Shaulla Figueira - O Globo Online
 

WASHINGTON e RIO - Os vídeogames podem ser mais úteis para a educação de crianças e adolescentes do que se imagina. Segundo uma pesquisa realizada pela Federação de Cientistas Americanos, os jogos desenvolvem características como: pensamento analítico, facilidade de trabalho em equipe, capacidade de resolver vários problemas ao mesmo tempo e de raciocínio rápido sob pressão (clique aqui e saiba como escolher o jogo).
  

- O lúdico dá motivação para jogar e facilita o processo de aprendizagem. Dependendo do game, adolescentes e crianças podem desenvolver muitas capacidades - explica Cristina Casadei, professora e membro da Escola do Futuro, núcleo de pesquisa da Universidade de São Paulo (USP).

De acordo com Henry Kelly, presidente da Federação de Cientistas Americanos, diferentemente dos professores de carne e osso, os games nunca perdem a paciência e cativam de tal forma os estudantes que eles podem aprender horas sem parar, por conta própria. Mas, segundo ele, ainda é necessário desenvolver outras pesquisas sobre quais características dos games são importantes para o aprendizado:

- É preciso fazer mais estudos para descobrir o que e como eles aprenderam jogando. Infelizmente, este é um investimento que a indústria privada ainda não tem como assumir - disse Kelly, que foi conselheiro de Ciência e Tecnologia da Casa Branca, durante o governo Clinton.

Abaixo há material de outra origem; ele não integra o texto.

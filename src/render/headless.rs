use super::{
    ArcRotateCamera, HandleParams, MaterialHandle, PickBuffer, PickKey, PickKind, Primitive,
    ProxyHandle, RenderError, RenderSurface, SelectionStyle, Transform,
};
use crate::scene::command::CameraUpdate;
use crate::scene::serialization::CameraSnapshot;
use crate::scene::{Color, Material};
use std::collections::{HashMap, HashSet};

/// One live object inside the headless surface.
#[derive(Debug, Clone, PartialEq)]
pub struct HeadlessProxy {
    pub name: String,
    pub primitive: Primitive,
    pub transform: Transform,
    pub parent: Option<ProxyHandle>,
    pub material: Option<MaterialHandle>,
    pub line_color: Option<Color>,
    pub selection_style: Option<SelectionStyle>,
}

/// In-memory render surface. Keeps the full proxy graph so it can be
/// inspected, and can be told to fail creation or disposal.
#[derive(Debug)]
pub struct HeadlessSurface {
    next_handle: u32,
    proxies: HashMap<ProxyHandle, HeadlessProxy>,
    materials: HashMap<MaterialHandle, Material>,
    handle: Option<(ProxyHandle, HandleParams)>,
    snap_distance: Option<f32>,
    grid_visible: bool,
    axes_visible: bool,
    camera: ArcRotateCamera,
    pick_buffer: PickBuffer,
    frames_rendered: u64,
    failing_names: HashSet<String>,
    fail_disposal: bool,
}

impl Default for HeadlessSurface {
    fn default() -> Self {
        Self::new(1280, 720)
    }
}

impl HeadlessSurface {
    pub fn new(width: u32, height: u32) -> Self {
        log::info!("Headless surface initialized ({}×{})", width, height);
        Self {
            next_handle: 1,
            proxies: HashMap::new(),
            materials: HashMap::new(),
            handle: None,
            snap_distance: None,
            grid_visible: false,
            axes_visible: false,
            camera: ArcRotateCamera::default(),
            pick_buffer: PickBuffer::new(width, height),
            frames_rendered: 0,
            failing_names: HashSet::new(),
            fail_disposal: false,
        }
    }

    pub fn proxy(&self, handle: ProxyHandle) -> Option<&HeadlessProxy> {
        self.proxies.get(&handle)
    }

    pub fn proxy_named(&self, name: &str) -> Option<(ProxyHandle, &HeadlessProxy)> {
        self.proxies
            .iter()
            .find(|(_, proxy)| proxy.name == name)
            .map(|(handle, proxy)| (*handle, proxy))
    }

    pub fn proxy_count(&self) -> usize {
        self.proxies.len()
    }

    pub fn material(&self, handle: MaterialHandle) -> Option<&Material> {
        self.materials.get(&handle)
    }

    pub fn material_count(&self) -> usize {
        self.materials.len()
    }

    pub fn handle_target(&self) -> Option<ProxyHandle> {
        self.handle.map(|(proxy, _)| proxy)
    }

    pub fn handle_params(&self) -> Option<HandleParams> {
        self.handle.map(|(_, params)| params)
    }

    pub fn snap_distance(&self) -> Option<f32> {
        self.snap_distance
    }

    pub fn grid_visible(&self) -> bool {
        self.grid_visible
    }

    pub fn axes_visible(&self) -> bool {
        self.axes_visible
    }

    pub fn camera_state(&self) -> &ArcRotateCamera {
        &self.camera
    }

    pub fn frames_rendered(&self) -> u64 {
        self.frames_rendered
    }

    /// Record the screen footprint of a proxy for picking.
    pub fn place_on_screen(&mut self, proxy: ProxyHandle, min: (u32, u32), max: (u32, u32)) {
        if self.proxies.contains_key(&proxy) {
            self.pick_buffer
                .fill_rect(min, max, PickKey::scene_mesh(proxy.0));
        }
    }

    /// Make every later `create_primitive` for `name` fail.
    pub fn fail_creation_of(&mut self, name: impl Into<String>) {
        self.failing_names.insert(name.into());
    }

    pub fn set_fail_disposal(&mut self, fail: bool) {
        self.fail_disposal = fail;
    }

    fn proxy_mut(&mut self, handle: ProxyHandle) -> Result<&mut HeadlessProxy, RenderError> {
        self.proxies
            .get_mut(&handle)
            .ok_or(RenderError::UnknownProxy(handle))
    }

    fn allocate(&mut self) -> u32 {
        let id = self.next_handle;
        self.next_handle = if id >= PickKey::MAX_OBJECT_ID { 1 } else { id + 1 };
        id
    }
}

impl RenderSurface for HeadlessSurface {
    fn create_primitive(
        &mut self,
        name: &str,
        primitive: &Primitive,
    ) -> Result<ProxyHandle, RenderError> {
        if self.failing_names.contains(name) {
            return Err(RenderError::PrimitiveCreateFailed(name.to_string()));
        }
        let handle = ProxyHandle(self.allocate());
        self.proxies.insert(
            handle,
            HeadlessProxy {
                name: name.to_string(),
                primitive: primitive.clone(),
                transform: Transform::IDENTITY,
                parent: None,
                material: None,
                line_color: None,
                selection_style: None,
            },
        );
        Ok(handle)
    }

    fn dispose_proxy(&mut self, proxy: ProxyHandle) -> Result<(), RenderError> {
        if self.fail_disposal {
            return Err(RenderError::DisposeFailed(format!("{:?}", proxy)));
        }
        self.proxies
            .remove(&proxy)
            .ok_or(RenderError::UnknownProxy(proxy))?;
        for child in self.proxies.values_mut() {
            if child.parent == Some(proxy) {
                child.parent = None;
            }
        }
        if self.handle_target() == Some(proxy) {
            self.handle = None;
        }
        self.pick_buffer.erase(PickKey::scene_mesh(proxy.0));
        Ok(())
    }

    fn set_name(&mut self, proxy: ProxyHandle, name: &str) -> Result<(), RenderError> {
        self.proxy_mut(proxy)?.name = name.to_string();
        Ok(())
    }

    fn set_transform(&mut self, proxy: ProxyHandle, transform: Transform) -> Result<(), RenderError> {
        self.proxy_mut(proxy)?.transform = transform;
        Ok(())
    }

    fn transform(&self, proxy: ProxyHandle) -> Option<Transform> {
        self.proxies.get(&proxy).map(|proxy| proxy.transform)
    }

    fn set_parent(
        &mut self,
        proxy: ProxyHandle,
        parent: Option<ProxyHandle>,
    ) -> Result<(), RenderError> {
        if let Some(parent) = parent {
            if !self.proxies.contains_key(&parent) {
                return Err(RenderError::UnknownProxy(parent));
            }
        }
        self.proxy_mut(proxy)?.parent = parent;
        Ok(())
    }

    fn create_material(
        &mut self,
        name: &str,
        material: &Material,
    ) -> Result<MaterialHandle, RenderError> {
        if self.failing_names.contains(name) {
            return Err(RenderError::MaterialCreateFailed(name.to_string()));
        }
        let handle = MaterialHandle(self.allocate());
        self.materials.insert(handle, *material);
        Ok(handle)
    }

    fn update_material(
        &mut self,
        handle: MaterialHandle,
        material: &Material,
    ) -> Result<(), RenderError> {
        let slot = self
            .materials
            .get_mut(&handle)
            .ok_or(RenderError::UnknownMaterial(handle))?;
        *slot = *material;
        Ok(())
    }

    fn assign_material(
        &mut self,
        proxy: ProxyHandle,
        handle: MaterialHandle,
    ) -> Result<(), RenderError> {
        if !self.materials.contains_key(&handle) {
            return Err(RenderError::UnknownMaterial(handle));
        }
        self.proxy_mut(proxy)?.material = Some(handle);
        Ok(())
    }

    fn dispose_material(&mut self, handle: MaterialHandle) -> Result<(), RenderError> {
        if self.fail_disposal {
            return Err(RenderError::DisposeFailed(format!("{:?}", handle)));
        }
        self.materials
            .remove(&handle)
            .ok_or(RenderError::UnknownMaterial(handle))?;
        for proxy in self.proxies.values_mut() {
            if proxy.material == Some(handle) {
                proxy.material = None;
            }
        }
        Ok(())
    }

    fn set_line_color(&mut self, proxy: ProxyHandle, color: Color) -> Result<(), RenderError> {
        self.proxy_mut(proxy)?.line_color = Some(color);
        Ok(())
    }

    fn set_selection_style(
        &mut self,
        proxy: ProxyHandle,
        style: Option<SelectionStyle>,
    ) -> Result<(), RenderError> {
        self.proxy_mut(proxy)?.selection_style = style;
        Ok(())
    }

    fn attach_handle(&mut self, proxy: ProxyHandle, params: HandleParams) {
        self.handle = self
            .proxies
            .contains_key(&proxy)
            .then_some((proxy, params));
        self.snap_distance = params.snap_distance;
    }

    fn detach_handle(&mut self) {
        self.handle = None;
    }

    fn set_snap_distance(&mut self, distance: Option<f32>) {
        self.snap_distance = distance;
        if let Some((_, params)) = self.handle.as_mut() {
            params.snap_distance = distance;
        }
    }

    fn pick(&self, x: f32, y: f32) -> Option<ProxyHandle> {
        let key = self.pick_buffer.read(x, y);
        if key.kind != PickKind::SceneMesh {
            return None;
        }
        let handle = ProxyHandle(key.object_id);
        self.proxies.contains_key(&handle).then_some(handle)
    }

    fn set_camera(&mut self, update: &CameraUpdate) {
        self.camera.apply(update);
    }

    fn camera(&self) -> Option<CameraSnapshot> {
        Some(self.camera.snapshot())
    }

    fn set_grid_visible(&mut self, visible: bool) {
        self.grid_visible = visible;
    }

    fn set_axes_visible(&mut self, visible: bool) {
        self.axes_visible = visible;
    }

    fn render_frame(&mut self) {
        self.frames_rendered += 1;
    }
}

Raphael Dias, estudante de engenharia de computação, que vai se especializar em games para consoles e PCs, defende que os games já existentes podem contribuir e muito para o aprendizado dos pequenos e dos jovens.

- Sem nenhuma alteração em sua forma atual, já temos jogos que são ambientes de aprendizado muito eficientes. Os games sempre estimulam algum tipo de aprendizado porque lidam com o desafio, além de estimular o interesse do jogador em descobrir algo novo – destaca.

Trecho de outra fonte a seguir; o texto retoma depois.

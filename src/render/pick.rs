//! ID-buffer picking.
//!
//! Every pickable proxy is drawn into an offscreen RGBA8 buffer with a flat
//! color encoding a `PickKey`. A click reads back one pixel and decodes the
//! key. The buffer is stored bottom-up like a GL framebuffer, so reads flip
//! the screen-space row.

/// Classification of pickable element.
#[repr(u8)]
#[derive(Debug, Clone, Copy, PartialEq, Eq, Hash)]
pub enum PickKind {
    None = 0,
    SceneMesh = 1,
    Handle = 2,
}

impl PickKind {
    pub fn from_u8(v: u8) -> Self {
        match v {
            1 => Self::SceneMesh,
            2 => Self::Handle,
            _ => Self::None,
        }
    }
}

/// 32-bit packed pick key:
///   R = (kind << 4) | (object_id >> 16) & 0xF
///   G = (object_id >> 8) & 0xFF
///   B = object_id & 0xFF
///   A = sub_id
#[derive(Debug, Clone, Copy, PartialEq, Eq, Hash)]
pub struct PickKey {
    pub kind: PickKind,
    pub object_id: u32, // 20-bit range
    pub sub_id: u8,
}

impl PickKey {
    pub const NONE: Self = Self {
        kind: PickKind::None,
        object_id: 0,
        sub_id: 0,
    };

    pub const MAX_OBJECT_ID: u32 = 0xFFFFF;

    pub fn new(kind: PickKind, object_id: u32, sub_id: u8) -> Self {
        Self {
            kind,
            object_id: object_id & Self::MAX_OBJECT_ID,
            sub_id,
        }
    }

    pub fn scene_mesh(object_id: u32) -> Self {
        Self::new(PickKind::SceneMesh, object_id, 0)
    }

    pub fn to_rgba(&self) -> [u8; 4] {
        let kind_nibble = (self.kind as u8) & 0x0F;
        let obj_hi = ((self.object_id >> 16) & 0x0F) as u8;
        let r = (kind_nibble << 4) | obj_hi;
        let g = ((self.object_id >> 8) & 0xFF) as u8;
        let b = (self.object_id & 0xFF) as u8;
        [r, g, b, self.sub_id]
    }

    pub fn from_rgba(rgba: [u8; 4]) -> Self {
        let kind_nibble = (rgba[0] >> 4) & 0x0F;
        let obj_hi = (rgba[0] & 0x0F) as u32;
        let object_id = (obj_hi << 16) | ((rgba[1] as u32) << 8) | rgba[2] as u32;
        Self {
            kind: PickKind::from_u8(kind_nibble),
            object_id,
            sub_id: rgba[3],
        }
    }

    pub fn is_none(&self) -> bool {
        self.kind == PickKind::None && self.object_id == 0
    }
}

/// CPU-side pick target.
#[derive(Debug, Clone)]
pub struct PickBuffer {
    width: u32,
    height: u32,
    pixels: Vec<[u8; 4]>,
}

impl PickBuffer {
    pub fn new(width: u32, height: u32) -> Self {
        let width = width.max(1);
        let height = height.max(1);
        Self {
            width,
            height,
            pixels: vec![PickKey::NONE.to_rgba(); (width * height) as usize],
        }
    }

    pub fn size(&self) -> (u32, u32) {
        (self.width, self.height)
    }

    pub fn clear(&mut self) {
        self.pixels.fill(PickKey::NONE.to_rgba());
    }

    /// Erase every pixel carrying `key`.
    pub fn erase(&mut self, key: PickKey) {
        let rgba = key.to_rgba();
        for pixel in self.pixels.iter_mut().filter(|pixel| **pixel == rgba) {
            *pixel = PickKey::NONE.to_rgba();
        }
    }

    /// Paint a screen-space rectangle (top-left origin, `max` exclusive).
    pub fn fill_rect(&mut self, min: (u32, u32), max: (u32, u32), key: PickKey) {
        let rgba = key.to_rgba();
        let x1 = max.0.min(self.width);
        let y1 = max.1.min(self.height);
        for sy in min.1..y1 {
            let row = self.height - 1 - sy;
            for sx in min.0..x1 {
                self.pixels[(row * self.width + sx) as usize] = rgba;
            }
        }
    }

    /// Screen coordinates are top-left origin, the buffer is bottom-left.
    pub fn read(&self, screen_x: f32, screen_y: f32) -> PickKey {
        if !(screen_x >= 0.0 && screen_y >= 0.0) {
            return PickKey::NONE;
        }
        let px = screen_x as u32;
        let py = screen_y as u32;
        if px >= self.width || py >= self.height {
            return PickKey::NONE;
        }
        let row = self.height - 1 - py;
        PickKey::from_rgba(self.pixels[(row * self.width + px) as usize])
    }
}

#[cfg(test)]
mod tests {
    use super::*;

    #[test]
    fn pick_key_roundtrip() {
        let key = PickKey::new(PickKind::SceneMesh, 0x12345, 42);
        assert_eq!(PickKey::from_rgba(key.to_rgba()), key);
    }

    #[test]
    fn pick_key_none_roundtrip() {
        assert!(PickKey::from_rgba(PickKey::NONE.to_rgba()).is_none());
    }

    #[test]
    fn pick_key_max_values() {
        let key = PickKey::new(PickKind::Handle, PickKey::MAX_OBJECT_ID, 255);
        let decoded = PickKey::from_rgba(key.to_rgba());
        assert_eq!(decoded.kind, PickKind::Handle);
        assert_eq!(decoded.object_id, 0xFFFFF);
        assert_eq!(decoded.sub_id, 255);
    }

    #[test]
    fn buffer_reads_back_painted_rect() {
        let mut buffer = PickBuffer::new(64, 32);
        let key = PickKey::scene_mesh(7);
        buffer.fill_rect((10, 5), (20, 8), key);
        assert_eq!(buffer.read(10.0, 5.0), key);
        assert_eq!(buffer.read(19.9, 7.5), key);
        assert!(buffer.read(20.0, 5.0).is_none());
        assert!(buffer.read(10.0, 8.0).is_none());
        assert!(buffer.read(-1.0, 0.0).is_none());
        assert!(buffer.read(1000.0, 0.0).is_none());
    }

    #[test]
    fn erase_removes_only_that_key() {
        let mut buffer = PickBuffer::new(8, 8);
        buffer.fill_rect((0, 0), (4, 4), PickKey::scene_mesh(1));
        buffer.fill_rect((4, 4), (8, 8), PickKey::scene_mesh(2));
        buffer.erase(PickKey::scene_mesh(1));
        assert!(buffer.read(1.0, 1.0).is_none());
        assert_eq!(buffer.read(5.0, 5.0), PickKey::scene_mesh(2));
    }
}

O estudante conta que seus pais têm uma locadora de vídeogames há 10 anos, e por isso, foi cobaia desse tipo de aprendizado:

- Verifico no meu dia-a-dia o quão valiosas foram as lições que aprendi nos games, e que uso hoje nos meus estudos e nos meus trabalhos.

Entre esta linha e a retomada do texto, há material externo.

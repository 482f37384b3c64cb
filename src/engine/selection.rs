use super::manipulation::handle_params_for;
use super::{SceneEvent, SceneProject};
use crate::render::{RenderSurface, SelectionStyle};
use crate::scene::MeshId;
use std::collections::BTreeSet;

/// Selection state. `Multi` always holds two or more members, one of them
/// the primary (the most recently added).
#[derive(Debug, Clone, Default, PartialEq, Eq)]
pub enum Selection {
    #[default]
    None,
    Single(MeshId),
    Multi {
        primary: MeshId,
        members: BTreeSet<MeshId>,
    },
}

impl Selection {
    pub fn primary(&self) -> Option<&str> {
        match self {
            Self::None => None,
            Self::Single(id) => Some(id),
            Self::Multi { primary, .. } => Some(primary),
        }
    }

    /// The id that carries the manipulation handle.
    pub fn single(&self) -> Option<&str> {
        match self {
            Self::Single(id) => Some(id),
            _ => None,
        }
    }

    pub fn contains(&self, id: &str) -> bool {
        match self {
            Self::None => false,
            Self::Single(selected) => selected == id,
            Self::Multi { members, .. } => members.contains(id),
        }
    }

    pub fn members(&self) -> Vec<MeshId> {
        match self {
            Self::None => Vec::new(),
            Self::Single(id) => vec![id.clone()],
            Self::Multi { members, .. } => members.iter().cloned().collect(),
        }
    }

    pub fn is_empty(&self) -> bool {
        matches!(self, Self::None)
    }

    /// Transition for a pick result. A plain pick replaces the selection; a
    /// modifier pick toggles membership and keeps the selection on a miss.
    pub fn picked(&self, hit: Option<MeshId>, toggle: bool) -> Self {
        match (hit, toggle) {
            (None, false) => Self::None,
            (None, true) => self.clone(),
            (Some(id), false) => Self::Single(id),
            (Some(id), true) if self.contains(&id) => self.without(&id),
            (Some(id), true) => {
                let mut members: BTreeSet<MeshId> = self.members().into_iter().collect();
                members.insert(id.clone());
                Self::collapse(Some(id), members)
            }
        }
    }

    pub fn without(&self, id: &str) -> Self {
        if !self.contains(id) {
            return self.clone();
        }
        let mut members: BTreeSet<MeshId> = self.members().into_iter().collect();
        members.remove(id);
        let primary = self
            .primary()
            .filter(|primary| *primary != id)
            .map(str::to_string);
        Self::collapse(primary, members)
    }

    fn collapse(primary: Option<MeshId>, members: BTreeSet<MeshId>) -> Self {
        match members.len() {
            0 => Self::None,
            1 => members
                .into_iter()
                .next()
                .map_or(Self::None, Self::Single),
            _ => {
                let primary = primary
                    .filter(|primary| members.contains(primary))
                    .or_else(|| members.iter().next().cloned());
                match primary {
                    Some(primary) => Self::Multi { primary, members },
                    None => Self::None,
                }
            }
        }
    }
}

impl<S: RenderSurface> SceneProject<S> {
    pub fn selection(&self) -> &Selection {
        &self.selection
    }

    pub fn selected_id(&self) -> Option<&str> {
        self.selection.primary()
    }

    /// Pick at viewport coordinates and update the selection. Returns the
    /// entity hit, if any.
    pub fn select_at(&mut self, x: f32, y: f32, toggle: bool) -> Option<MeshId> {
        let hit = self.runtime.as_ref().and_then(|runtime| {
            runtime
                .surface()
                .pick(x, y)
                .and_then(|proxy| runtime.id_of(proxy).cloned())
        });
        let next = self.selection.picked(hit.clone(), toggle);
        self.apply_selection(next);
        hit
    }

    /// Force a single selection (or none). Ids not in the store are refused.
    pub fn highlight(&mut self, id: Option<&str>) -> bool {
        match id {
            Some(id) if !self.store.contains(id) => {
                log::debug!("Scene '{}': cannot highlight unknown '{}'", self.id, id);
                false
            }
            Some(id) => {
                self.apply_selection(Selection::Single(id.to_string()));
                true
            }
            None => {
                self.apply_selection(Selection::None);
                true
            }
        }
    }

    pub fn clear_selection(&mut self) {
        self.apply_selection(Selection::None);
    }

    pub(super) fn forget_selected(&mut self, id: &str) {
        let next = self.selection.without(id);
        self.apply_selection(next);
    }

    fn apply_selection(&mut self, next: Selection) {
        if next == self.selection {
            return;
        }
        if self.drag.target() != next.single() {
            self.end_drag();
        }
        let previous = std::mem::replace(&mut self.selection, next);
        if let Some(runtime) = self.runtime.as_mut() {
            for id in previous.members() {
                if self.selection.contains(&id) {
                    continue;
                }
                if let Some(proxy) = runtime.proxy(&id) {
                    let _ = runtime.surface_mut().set_selection_style(proxy, None);
                }
            }
        }
        self.refresh_selection_visuals();
        if previous.primary() != self.selection.primary() {
            let primary = self.selection.primary().map(str::to_string);
            self.emit(SceneEvent::SelectionChanged(primary));
        }
    }

    /// Re-apply outline and handle for the current selection, e.g. after
    /// attach or a proxy rebuild.
    pub(super) fn refresh_selection_visuals(&mut self) {
        let Some(runtime) = self.runtime.as_mut() else {
            self.drag.reset();
            return;
        };
        for id in self.selection.members() {
            if let Some(proxy) = runtime.proxy(&id) {
                if let Err(err) = runtime
                    .surface_mut()
                    .set_selection_style(proxy, Some(SelectionStyle::OUTLINE))
                {
                    log::debug!("Failed to outline '{}': {}", id, err);
                }
            }
        }
        let target = self
            .selection
            .single()
            .and_then(|id| runtime.proxy(id).map(|proxy| (id, proxy)));
        match target {
            Some((id, proxy)) => {
                let params = handle_params_for(&self.config, runtime.surface(), self.store.get(id));
                runtime.surface_mut().attach_handle(proxy, params);
                self.drag.seed(id, runtime.live_transform(id));
            }
            None => {
                runtime.surface_mut().detach_handle();
                self.drag.reset();
            }
        }
    }
}

#[cfg(test)]
mod tests {
    use super::Selection;

    fn id(value: &str) -> Option<String> {
        Some(value.to_string())
    }

    #[test]
    fn plain_pick_replaces_or_clears() {
        let selection = Selection::None.picked(id("a"), false);
        assert_eq!(selection, Selection::Single("a".to_string()));
        assert_eq!(selection.picked(id("b"), false), Selection::Single("b".to_string()));
        assert_eq!(selection.picked(None, false), Selection::None);
    }

    #[test]
    fn toggle_pick_grows_and_shrinks() {
        let selection = Selection::None
            .picked(id("a"), true)
            .picked(id("b"), true);
        match &selection {
            Selection::Multi { primary, members } => {
                assert_eq!(primary, "b");
                assert_eq!(members.len(), 2);
            }
            other => panic!("Expected multi selection, got {:?}", other),
        }
        let shrunk = selection.picked(id("b"), true);
        assert_eq!(shrunk, Selection::Single("a".to_string()));
        assert_eq!(shrunk.picked(id("a"), true), Selection::None);
    }

    #[test]
    fn toggle_miss_keeps_selection() {
        let selection = Selection::Single("a".to_string());
        assert_eq!(selection.picked(None, true), selection);
    }

    #[test]
    fn removing_primary_promotes_another_member() {
        let selection = Selection::None
            .picked(id("a"), true)
            .picked(id("b"), true)
            .picked(id("c"), true);
        let next = selection.without("c");
        assert!(matches!(&next, Selection::Multi { primary, .. } if primary != "c"));
        assert!(!next.contains("c"));
        assert_eq!(Selection::Single("x".to_string()).without("x"), Selection::None);
        assert_eq!(Selection::Single("x".to_string()).without("y"), Selection::Single("x".to_string()));
    }
}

Atualmente, mais de 200 tipos de jogos são lançados por ano e, apenas nos Estados Unidos, mais de 225 milhões foram vendidos, o que equivale a quase três vezes a receita gerada pela indústria cinematográfica.

Falta de conhecimento ainda é empecilho na sala de aula

Segundo Esteban Clua, coordenador dos cursos de games de extensão e pós-Graduação da PUC-Rio e diretor da Associação Brasileira de Desenvolvimento de Games, as escolas americanas, japonesas e coreanas já atentaram para a utilidade dos games como ferramenta pedagógica.

- Estas instituições pegam os jogos já existentes no mercado e tentam explorar e extrair certos aspectos que podem ajudar na hora do aprendizado – afirma Esteban.

Para ele, é fundamental que os professores tenham conhecimento desse tipo de ferramenta e a vejam não só como um instrumento de entretenimento. Eles precisam aprender a criar roteiros de utilização para os jogos:

- Temos uma geração de educadores que nunca jogaram e têm medo de jogar. O sistema digital de educação ainda é muito carente. Se não houver um educador para guiar, os jogos realmente funcionam apenas como diversão.

Raphael lembra que os games muitas vezes são associados a desvios de comportamento e excessos. Para ele, este é um dos muitos empecilhos à implementação dos jogos nas escolas.

- Infelizmente ainda há muita resistência de diretorias e pais ao uso de games para educar – lamenta.